What you need to do: Look below for the line containing "snow on the"; from there, print each line exactly up to and including the line containing "still think about", and stop.
-- Extracted material follows --
// buildrelay-core/src/schema.rs
// ============================================================================
// Module: Event Field Schema
// Description: Fixed schema table over the build event model.
// Purpose: Let expression engines resolve field names at compile time.
// Dependencies: crate::event
// ============================================================================

//! ## Overview
//! The filter and binding engines compile path expressions ahead of time
//! against this fixed table. Unknown field names therefore fail at compile
//! time, never during event handling.
//! Invariants:
//! - The table is a closed, compile-time constant set.
//! - Scalar extraction returns `None` for legitimately absent data; callers
//!   decide whether absence is a fault.

// ============================================================================
// SECTION: Imports
// ============================================================================

use crate::event::BuildEvent;
use crate::event::BuildStep;

// ============================================================================
// SECTION: Value Kinds
// ============================================================================

/// Kind of value a schema field yields.
///
/// # Invariants
/// - Variants are stable; engines branch on them during compilation.
#[derive(Debug, Clone, Copy, PartialEq, Eq)]
pub enum ValueKind {
    /// Scalar text that is always present (possibly empty).
    Text,
    /// Scalar text that may be absent.
    OptionalText,
    /// Build status rendered as its canonical name.
    Status,
    /// RFC 3339 timestamp that may be absent.
    Timestamp,
    /// List of text values addressed by index or wildcard.
    TextList,
    /// Map of text values addressed by key.
    TextMap,
    /// List of build steps addressed by index or wildcard plus a step field.
    StepList,
}

// ============================================================================
// SECTION: Event Fields
// ============================================================================

/// Addressable top-level field of a build event.
#[derive(Debug, Clone, Copy, PartialEq, Eq)]
pub enum EventField {
    /// `build.id`
    Id,
    /// `build.project_id`
    ProjectId,
    /// `build.trigger_id`
    TriggerId,
    /// `build.status`
    Status,
    /// `build.create_time`
    CreateTime,
    /// `build.start_time`
    StartTime,
    /// `build.finish_time`
    FinishTime,
    /// `build.steps`
    Steps,
    /// `build.substitutions`
    Substitutions,
    /// `build.tags`
    Tags,
    /// `build.images`
    Images,
    /// `build.log_url`
    LogUrl,
}

impl EventField {
    /// Resolves a path-language identifier into a field.
    #[must_use]
    pub fn parse(name: &str) -> Option<Self> {
        match name {
            "id" => Some(Self::Id),
            "project_id" => Some(Self::ProjectId),
            "trigger_id" => Some(Self::TriggerId),
            "status" => Some(Self::Status),
            "create_time" => Some(Self::CreateTime),
            "start_time" => Some(Self::StartTime),
            "finish_time" => Some(Self::FinishTime),
            "steps" => Some(Self::Steps),
            "substitutions" => Some(Self::Substitutions),
            "tags" => Some(Self::Tags),
            "images" => Some(Self::Images),
            "log_url" => Some(Self::LogUrl),
            _ => None,
        }
    }

    /// Returns the path-language name of this field.
    #[must_use]
    pub const fn name(self) -> &'static str {
        match self {
            Self::Id => "id",
            Self::ProjectId => "project_id",
            Self::TriggerId => "trigger_id",
            Self::Status => "status",
            Self::CreateTime => "create_time",
            Self::StartTime => "start_time",
            Self::FinishTime => "finish_time",
            Self::Steps => "steps",
            Self::Substitutions => "substitutions",
            Self::Tags => "tags",
            Self::Images => "images",
            Self::LogUrl => "log_url",
        }
    }

    /// Returns the value kind this field yields.
    #[must_use]
    pub const fn kind(self) -> ValueKind {
        match self {
            Self::Id | Self::ProjectId => ValueKind::Text,
            Self::TriggerId | Self::LogUrl => ValueKind::OptionalText,
            Self::Status => ValueKind::Status,
            Self::CreateTime | Self::StartTime | Self::FinishTime => ValueKind::Timestamp,
            Self::Steps => ValueKind::StepList,
            Self::Substitutions => ValueKind::TextMap,
            Self::Tags | Self::Images => ValueKind::TextList,
        }
    }

    /// Extracts a scalar field as text.
    ///
    /// Returns `None` when the field is absent, or when this field is not a
    /// scalar kind.
    #[must_use]
    pub fn scalar_text(self, event: &BuildEvent) -> Option<String> {
        match self {
            Self::Id => Some(event.id.clone()),
            Self::ProjectId => Some(event.project_id.clone()),
            Self::TriggerId => event.trigger_id.clone(),
            Self::LogUrl => event.log_url.clone(),
            Self::Status => Some(event.status.as_str().to_string()),
            Self::CreateTime => BuildEvent::format_timestamp(event.create_time),
            Self::StartTime => BuildEvent::format_timestamp(event.start_time),
            Self::FinishTime => BuildEvent::format_timestamp(event.finish_time),
            Self::Steps | Self::Substitutions | Self::Tags | Self::Images => None,
        }
    }

    /// Extracts a text-list field.
    ///
    /// Returns `None` when this field is not a text list.
    #[must_use]
    pub fn text_list(self, event: &BuildEvent) -> Option<&[String]> {
        match self {
            Self::Tags => Some(&event.tags),
            Self::Images => Some(&event.images),
            _ => None,
        }
    }
}

// ============================================================================
// SECTION: Step Fields
// ============================================================================

/// Addressable scalar field of a build step.
#[derive(Debug, Clone, Copy, PartialEq, Eq)]
pub enum StepField {
    /// `steps[..].name`
    Name,
    /// `steps[..].id`
    Id,
    /// `steps[..].status`
    Status,
}

impl StepField {
    /// Resolves a path-language identifier into a step field.
    #[must_use]
    pub fn parse(name: &str) -> Option<Self> {
        match name {
            "name" => Some(Self::Name),
            "id" => Some(Self::Id),
            "status" => Some(Self::Status),
            _ => None,
        }
    }

    /// Returns the path-language name of this step field.
    #[must_use]
    pub const fn name(self) -> &'static str {
        match self {
            Self::Name => "name",
            Self::Id => "id",
            Self::Status => "status",
        }
    }

    /// Extracts this field from one step as text.
    ///
    /// Returns `None` when the field is absent on the step.
    #[must_use]
    pub fn scalar_text(self, step: &BuildStep) -> Option<String> {
        match self {
            Self::Name => Some(step.name.clone()),
            Self::Id => step.id.clone(),
            Self::Status => Some(step.status.as_str().to_string()),
        }
    }
}
// buildrelay-cli/tests/support/mod.rs
// ============================================================================
// Module: Test Support
// Description: Shared result helpers for CLI integration tests.
// ============================================================================
//! ## Overview
//! Shared test helpers for consistent Result-based assertions.

#![allow(
    clippy::panic,
    clippy::print_stdout,
    clippy::print_stderr,
    clippy::unwrap_used,
    clippy::expect_used,
    clippy::use_debug,
    clippy::dbg_macro,
    clippy::panic_in_result_fn,
    clippy::unwrap_in_result,
    dead_code,
    reason = "Test-only output and panic-based assertions are permitted."
)]

use std::error::Error;
use std::fmt;

// ========================================================================
// Test Result Helpers
// ========================================================================

/// Standard result type used across CLI integration tests.
pub type TestResult<T = ()> = Result<T, Box<dyn Error>>;

/// Lightweight error type for test assertions.
#[derive(Debug)]
struct TestError {
    /// Human-readable failure message.
    message: String,
}

impl TestError {
    /// Creates a new test error with the provided message.
    fn new(message: impl Into<String>) -> Self {
        Self {
            message: message.into(),
        }
    }
}

impl fmt::Display for TestError {
    fn fmt(&self, formatter: &mut fmt::Formatter<'_>) -> fmt::Result {
        formatter.write_str(&self.message)
    }
}

impl Error for TestError {}

/// Returns an error when a test condition fails.
///
/// # Errors
/// Returns a `TestError` when the condition is false.
pub fn ensure(condition: bool, message: impl Into<String>) -> TestResult {
    if condition { Ok(()) } else { Err(Box::new(TestError::new(message))) }
}
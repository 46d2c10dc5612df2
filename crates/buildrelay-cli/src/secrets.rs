// buildrelay-cli/src/secrets.rs
// ============================================================================
// Module: Environment Secret Fetcher
// Description: Secret store backed by process environment variables.
// Purpose: Resolve opaque resource names without a network secret store.
// Dependencies: buildrelay-core, std
// ============================================================================

//! ## Overview
//! [`EnvSecretFetcher`] maps each opaque resource name to an environment
//! variable: the name is uppercased, every byte outside `[A-Z0-9]` becomes
//! `_`, and the result is prefixed with `BUILDRELAY_SECRET_`. The resource
//! `projects/p/secrets/db/versions/1` therefore reads
//! `BUILDRELAY_SECRET_PROJECTS_P_SECRETS_DB_VERSIONS_1`.
//! Invariants:
//! - An unset variable is a fetch failure, never an empty value.

// ============================================================================
// SECTION: Imports
// ============================================================================

use buildrelay_core::SecretError;
use buildrelay_core::SecretFetcher;

// ============================================================================
// SECTION: Environment Fetcher
// ============================================================================

/// Environment variable prefix for secret material.
const SECRET_ENV_PREFIX: &str = "BUILDRELAY_SECRET_";

/// Secret store backed by process environment variables.
#[derive(Debug, Clone, Copy, Default)]
pub struct EnvSecretFetcher;

impl EnvSecretFetcher {
    /// Maps a resource name to its environment variable name.
    #[must_use]
    pub fn variable_name(resource_name: &str) -> String {
        let mut name = String::with_capacity(SECRET_ENV_PREFIX.len() + resource_name.len());
        name.push_str(SECRET_ENV_PREFIX);
        for ch in resource_name.chars() {
            if ch.is_ascii_alphanumeric() {
                name.push(ch.to_ascii_uppercase());
            } else {
                name.push('_');
            }
        }
        name
    }
}

impl SecretFetcher for EnvSecretFetcher {
    fn fetch(&self, resource_name: &str) -> Result<String, SecretError> {
        let variable = Self::variable_name(resource_name);
        std::env::var(&variable).map_err(|_| SecretError::Fetch {
            resource: resource_name.to_string(),
            reason: format!("environment variable {variable} is not set"),
        })
    }
}

// ============================================================================
// SECTION: Tests
// ============================================================================

#[cfg(test)]
mod tests {
    #![allow(
        clippy::panic,
        clippy::unwrap_used,
        clippy::expect_used,
        reason = "Test-only panic-based assertions are permitted."
    )]

    use super::*;

    #[test]
    fn variable_names_are_uppercased_and_sanitized() {
        assert_eq!(
            EnvSecretFetcher::variable_name("projects/p/secrets/db/versions/1"),
            "BUILDRELAY_SECRET_PROJECTS_P_SECRETS_DB_VERSIONS_1"
        );
    }
}
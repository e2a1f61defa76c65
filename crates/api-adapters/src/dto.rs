//! Request and response bodies, shaped the way the web clients send and read
//! them.

use domains::{Post, PostDraft, ReportInput, ReportOutcome};
use serde::{Deserialize, Serialize};

#[derive(Debug, Default, Deserialize)]
pub struct CreatePostRequest {
    #[serde(rename = "imageURL")]
    pub image_url: Option<String>,
    pub caption: Option<String>,
    pub mood: Option<String>,
    pub location: Option<String>,
    pub sender: Option<String>,
}

impl From<CreatePostRequest> for PostDraft {
    fn from(req: CreatePostRequest) -> Self {
        PostDraft {
            image_url: req.image_url,
            caption: req.caption,
            mood: req.mood,
            location: req.location,
            sender: req.sender,
        }
    }
}

#[derive(Debug, Default, Deserialize)]
pub struct ReportRequest {
    pub reason: Option<String>,
    pub detail: Option<String>,
}

impl From<ReportRequest> for ReportInput {
    fn from(req: ReportRequest) -> Self {
        ReportInput { reason: req.reason, detail: req.detail }
    }
}

/// `GET /posts/feed` query string.
#[derive(Debug, Default, Deserialize)]
pub struct FeedQuery {
    pub mood: Option<String>,
    pub search: Option<String>,
}

#[derive(Debug, Serialize)]
pub struct MessageResponse {
    pub message: String,
}

impl MessageResponse {
    pub fn new(message: impl Into<String>) -> Self {
        Self { message: message.into() }
    }
}

/// `{ message, place }`; `place` is a single post or a list of them.
#[derive(Debug, Serialize)]
pub struct PlaceResponse<T> {
    pub message: String,
    pub place: T,
}

impl<T> PlaceResponse<T> {
    pub fn new(message: impl Into<String>, place: T) -> Self {
        Self { message: message.into(), place }
    }
}

#[derive(Debug, Serialize)]
pub struct ReportResponse {
    pub message: String,
    #[serde(skip_serializing_if = "Option::is_none")]
    pub hidden: Option<bool>,
    pub place: Post,
}

impl From<ReportOutcome> for ReportResponse {
    fn from(outcome: ReportOutcome) -> Self {
        if outcome.hidden {
            Self {
                message: "Post has been hidden for admin review due to multiple reports".into(),
                hidden: Some(true),
                place: outcome.post,
            }
        } else {
            Self { message: "Post reported successfully".into(), hidden: None, place: outcome.post }
        }
    }
}

#[cfg(test)]
mod tests {
    use super::*;
    use domains::{Mood, PostStatus};

    #[test]
    fn create_request_reads_client_field_names() {
        let req: CreatePostRequest = serde_json::from_str(
            r#"{"imageURL":"https://img.example/a.png","caption":"hi","mood":"Hope","sender":"K"}"#,
        )
        .unwrap();
        let draft = PostDraft::from(req);
        assert_eq!(draft.image_url.as_deref(), Some("https://img.example/a.png"));
        assert_eq!(draft.mood.as_deref(), Some("Hope"));
        assert_eq!(draft.location, None);
    }

    #[test]
    fn empty_report_body_is_accepted() {
        let req: ReportRequest = serde_json::from_str("{}").unwrap();
        assert_eq!(ReportInput::from(req), ReportInput::default());
    }

    #[test]
    fn hidden_flag_only_appears_when_hidden() {
        let mut post = Post::new("u".into(), "c".into(), Mood::Joy, None, "Anonymous".into());
        let visible = serde_json::to_value(ReportResponse::from(ReportOutcome::from(post.clone()))).unwrap();
        assert!(visible.get("hidden").is_none());

        post.status = PostStatus::Reported;
        let hidden = serde_json::to_value(ReportResponse::from(ReportOutcome::from(post))).unwrap();
        assert_eq!(hidden["hidden"], true);
        assert_eq!(hidden["place"]["status"], "Reported");
    }
}
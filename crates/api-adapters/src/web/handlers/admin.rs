//! Handlers for the moderator dashboard.

use axum::extract::{Path, State};
use axum::Json;
use domains::{Post, PostId};

use crate::dto::{MessageResponse, PlaceResponse};
use crate::metrics::Resolution;
use crate::web::error::ApiError;
use crate::web::AppState;

/// `GET /reported`
pub async fn reported(State(state): State<AppState>) -> Result<Json<Vec<Post>>, ApiError> {
    Ok(Json(state.moderation.reported().await?))
}

/// `DELETE /{id}/delete`
pub async fn delete_post(
    State(state): State<AppState>,
    Path(id): Path<String>,
) -> Result<Json<MessageResponse>, ApiError> {
    let id: PostId = id.parse()?;
    state.moderation.resolve_delete(id).await?;
    state.metrics.record_resolution(Resolution::Delete);
    Ok(Json(MessageResponse::new("Post deleted successfully")))
}

/// `PUT /{id}/keep`
pub async fn keep_post(
    State(state): State<AppState>,
    Path(id): Path<String>,
) -> Result<Json<PlaceResponse<Post>>, ApiError> {
    let id: PostId = id.parse()?;
    let post = state.moderation.resolve_keep(id).await?;
    state.metrics.record_resolution(Resolution::Keep);
    Ok(Json(PlaceResponse::new("Report dismissed", post)))
}
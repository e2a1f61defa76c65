//! Fills the configured post store with a handful of sample moments.

use anyhow::Context;
use domains::PostDraft;
use secrecy::ExposeSecret;
use services::PostService;

const SAMPLES: &[(&str, &str, &str, Option<&str>)] = &[
    ("first snow on the balcony", "Joy", "https://picsum.photos/seed/snow/600", Some("Oslo")),
    ("missed the last train home again", "Regret", "https://picsum.photos/seed/train/600", None),
    ("grandma's recipe finally worked", "Nostalgia", "https://picsum.photos/seed/soup/600", Some("Kitchen")),
    ("i still think about that summer", "Longing", "https://picsum.photos/seed/desk/600", None),
    ("sunrise run, nobody around", "Peace", "https://picsum.photos/seed/run/600", Some("Riverside")),
];

#[tokio::main]
async fn main() -> anyhow::Result<()> {
    let settings = configs::load().context("loading configuration")?;
    configs::init_tracing(&settings.log);

    let repo = storage_adapters::connect(
        settings.database.url.expose_secret(),
        settings.database.max_connections,
    )
    .await
    .context("connecting to the post store")?;
    let posts = PostService::new(repo);

    for (caption, mood, image_url, location) in SAMPLES {
        let draft = PostDraft {
            image_url: Some(image_url.to_string()),
            caption: Some(caption.to_string()),
            mood: Some(mood.to_string()),
            location: location.map(str::to_string),
            sender: None,
        };
        posts.create(draft).await.with_context(|| format!("seeding '{caption}'"))?;
    }

    tracing::info!(count = SAMPLES.len(), "seeded sample moments");
    Ok(())
}
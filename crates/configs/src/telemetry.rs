//! Global tracing subscriber setup shared by the binaries.

use tracing_subscriber::{fmt, EnvFilter};

use crate::{LogFormat, LogSettings};

/// Installs the subscriber. `RUST_LOG` wins over the configured level.
pub fn init_tracing(settings: &LogSettings) {
    let filter = EnvFilter::try_from_default_env().unwrap_or_else(|_| EnvFilter::new(&settings.level));
    let builder = fmt().with_env_filter(filter).with_target(true);

    match settings.format {
        LogFormat::Json => builder.json().init(),
        LogFormat::Pretty => builder.init(),
    }
}
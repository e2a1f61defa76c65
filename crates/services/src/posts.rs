//! # PostService
//!
//! Submission and public reads of moments.

use std::sync::Arc;

use domains::{DomainError, DomainResult, FeedFilter, Post, PostDraft, PostId, PostRepository};
use tracing::{debug, info};

use crate::validation::{self, DEFAULT_SENDER};
use crate::visibility;

pub struct PostService {
    repo: Arc<dyn PostRepository>,
}

impl PostService {
    pub fn new(repo: Arc<dyn PostRepository>) -> Self {
        Self { repo }
    }

    /// Validates a submission and stores it as a new, active post.
    pub async fn create(&self, draft: PostDraft) -> DomainResult<Post> {
        let image_url = validation::required("imageURL", draft.image_url)?;
        let caption = validation::caption(draft.caption)?;
        let mood = validation::mood(draft.mood.as_deref())?;
        let location = validation::non_blank(draft.location);
        let sender = validation::non_blank(draft.sender).unwrap_or_else(|| DEFAULT_SENDER.to_string());

        let post = Post::new(image_url, caption, mood, location, sender);
        self.repo.insert(&post).await?;

        info!(post_id = %post.id, mood = %post.mood, "post created");
        Ok(post)
    }

    /// The public feed: active posts only, newest first.
    pub async fn feed(&self, filter: &FeedFilter) -> DomainResult<Vec<Post>> {
        let posts = visibility::public_only(self.repo.find_visible(filter).await?);
        debug!(count = posts.len(), mood = ?filter.mood, "feed read");
        Ok(posts)
    }

    pub async fn get(&self, id: PostId) -> DomainResult<Post> {
        self.repo
            .find_by_id(id)
            .await?
            .ok_or_else(|| DomainError::post_not_found(id))
    }
}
-- Extracted material concluded --
Solution to this problem:
    ("first snow on the balcony", "Joy", "https://picsum.photos/seed/snow/600", Some("Oslo")),
    ("missed the last train home again", "Regret", "https://picsum.photos/seed/train/600", None),
    ("grandma's recipe finally worked", "Nostalgia", "https://picsum.photos/seed/soup/600", Some("Kitchen")),
    ("i still think about that summer", "Longing", "https://picsum.photos/seed/desk/600", None),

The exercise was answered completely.